The EVMbench re-execution framework is implemented in Rust to facilitate the precise replay of agent transactions within a controlled environment. This allows for deterministic analysis of agent behavior, enabling developers to step through each transaction and inspect state changes with high fidelity. The framework captures all necessary data, including transaction inputs, gas costs, and resulting state modifications, providing detailed insights into agent actions. By replaying transactions multiple times with the same inputs, potential issues, such as unexpected state transitions or logic errors, can be reliably identified and debugged, ensuring the integrity and predictability of the tested agents.

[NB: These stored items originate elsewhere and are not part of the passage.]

//! Application entry point for voice-shifter.
//!
//! # Startup sequence
//!
//! 1. Initialise logging.
//! 2. Load [`AppConfig`] from disk (returns default on first run).
//! 3. Create [`tokio`] runtime (multi-thread, 2 workers).
//! 4. Build the cpal backend and resolve the stream parameters.
//! 5. Build the [`AudioPipeline`] and select the configured profile.
//! 6. Spawn the event printer on the runtime.
//! 7. Read commands from stdin until `quit`, EOF or Ctrl-C.
//! 8. Stop the pipeline, releasing both devices.

use std::sync::Arc;

use anyhow::Context;
use tokio::io::{AsyncBufReadExt, BufReader};
use voice_shifter::{
    audio::{list_input_devices, list_output_devices, CpalBackend},
    config::AppConfig,
    control::{CommandError, ControlCommand, HELP},
    pipeline::{event_channel, AudioPipeline, EventReceiver, PipelineError},
    profile::ProfileRegistry,
};

// ---------------------------------------------------------------------------
// Event printer
// ---------------------------------------------------------------------------

/// Print every pipeline notification as a status line.
async fn print_events(mut events: EventReceiver) {
    while let Some(event) = events.recv().await {
        println!("{event}");
    }
}

// ---------------------------------------------------------------------------
// Command loop
// ---------------------------------------------------------------------------

/// Read and execute commands until `quit`, end of input or Ctrl-C.
async fn command_loop(pipeline: Arc<AudioPipeline>) -> anyhow::Result<()> {
    let mut lines = BufReader::new(tokio::io::stdin()).lines();
    println!("{HELP}");

    loop {
        let line = tokio::select! {
            line = lines.next_line() => line.context("failed to read stdin")?,
            _ = tokio::signal::ctrl_c() => {
                log::info!("interrupted");
                None
            }
        };
        let Some(line) = line else { break };

        let command = match ControlCommand::parse(&line) {
            Ok(command) => command,
            Err(CommandError::Empty) => continue,
            Err(e) => {
                eprintln!("{e}");
                continue;
            }
        };

        match command {
            ControlCommand::Quit => break,

            // start/stop block on device open and worker join.
            ControlCommand::Start | ControlCommand::Stop | ControlCommand::Toggle => {
                let p = Arc::clone(&pipeline);
                let result = tokio::task::spawn_blocking(move || match command {
                    ControlCommand::Start => p.start(),
                    ControlCommand::Stop => p.stop(),
                    _ => p.toggle().map(|_| ()),
                })
                .await?;
                report(result);
            }

            ControlCommand::Profile(id) => {
                if let Err(e) = pipeline.set_profile(&id) {
                    let known: Vec<&str> = pipeline.registry().ids().collect();
                    eprintln!("{e} (available: {})", known.join(", "));
                }
            }

            ControlCommand::List => print_profiles(&pipeline),
            ControlCommand::Status => print_status(&pipeline),

            ControlCommand::Devices => {
                let listing =
                    tokio::task::spawn_blocking(|| (list_input_devices(), list_output_devices()))
                        .await?;
                print_devices("input", listing.0);
                print_devices("output", listing.1);
            }

            ControlCommand::Help => println!("{HELP}"),
        }
    }

    Ok(())
}

/// Surface errors the event printer does not already show.
fn report(result: Result<(), PipelineError>) {
    match result {
        Ok(()) => {}
        Err(PipelineError::DeviceUnavailable { .. } | PipelineError::Spawn(_)) => {}
        Err(e) => eprintln!("{e}"),
    }
}

fn print_profiles(pipeline: &AudioPipeline) {
    let active = pipeline.active_profile();
    for profile in pipeline.registry().list() {
        let marker = if profile.id == active.id { '*' } else { ' ' };
        println!(
            "{marker} {:<8} {:<10} gain {:.1}  time scale {:.1}",
            profile.id, profile.display_name, profile.gain, profile.time_scale
        );
    }
}

fn print_status(pipeline: &AudioPipeline) {
    let spec = pipeline.stream_spec();
    let stats = pipeline.stats();
    println!("state:    {}", pipeline.state());
    println!("profile:  {}", pipeline.active_profile().display_name);
    println!(
        "stream:   {} Hz, {} byte buffers (~{:.0} ms)",
        spec.sample_rate,
        spec.buffer_size,
        spec.buffer_millis()
    );
    println!(
        "counters: {} cycles, {} skipped reads, {} malformed buffers, {} discarded samples",
        stats.cycles, stats.skipped_reads, stats.malformed_buffers, stats.discarded_samples
    );
}

fn print_devices(direction: &str, devices: Result<Vec<String>, voice_shifter::audio::DeviceError>) {
    match devices {
        Ok(names) if names.is_empty() => println!("{direction}: (none)"),
        Ok(names) => {
            println!("{direction}:");
            for name in names {
                println!("  {name}");
            }
        }
        Err(e) => eprintln!("{direction}: {e}"),
    }
}

// ---------------------------------------------------------------------------
// main
// ---------------------------------------------------------------------------

fn main() -> anyhow::Result<()> {
    // 1. Logging
    env_logger::Builder::from_env(env_logger::Env::default().default_filter_or("info")).init();
    log::info!("voice-shifter starting up");

    // 2. Configuration
    let config = AppConfig::load().unwrap_or_else(|e| {
        log::warn!("Failed to load config ({e}); using defaults");
        AppConfig::default()
    });

    // 3. Tokio runtime (stdin reader + event printer)
    let rt = tokio::runtime::Builder::new_multi_thread()
        .worker_threads(2)
        .enable_all()
        .build()
        .context("failed to create tokio runtime")?;

    // 4. Devices
    let backend = Arc::new(CpalBackend::from_config(&config.audio));
    let spec = config.audio.stream_spec(backend.as_ref());
    log::info!(
        "stream: {} Hz mono 16-bit, {} byte buffers",
        spec.sample_rate,
        spec.buffer_size
    );

    // 5. Pipeline
    let (events_tx, events_rx) = event_channel();
    let pipeline = Arc::new(
        AudioPipeline::new(backend, Arc::new(ProfileRegistry::builtin()), spec)
            .with_events(events_tx),
    );
    if let Err(e) = pipeline.set_profile(&config.profile.default_profile) {
        log::warn!("{e}; keeping {}", pipeline.active_profile().id);
    }

    // 6. Event printer
    rt.spawn(print_events(events_rx));

    // 7. Commands
    let result = rt.block_on(command_loop(Arc::clone(&pipeline)));

    // 8. Shutdown
    if let Err(e) = pipeline.stop() {
        log::warn!("stop on exit failed: {e}");
    }
    log::info!("voice-shifter exiting");

    // A pending stdin read would otherwise hold the runtime open.
    rt.shutdown_background();
    result
}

EVMbench employs on-chain event monitoring to rigorously assess exploit success by tracking transactions and resultant state changes directly on the Ethereum blockchain. This process involves the observation of specific event logs emitted by smart contracts during and after agent interactions. These events detail actions such as token transfers, contract calls, and modifications to storage variables. By analyzing the sequence and content of these events, EVMbench can definitively determine whether an exploit achieved its intended outcome, such as unauthorized fund withdrawals or contract control hijacking, and validate the agent’s behavior against expected results. The immutability of blockchain data ensures the reliability of these event-based verification mechanisms.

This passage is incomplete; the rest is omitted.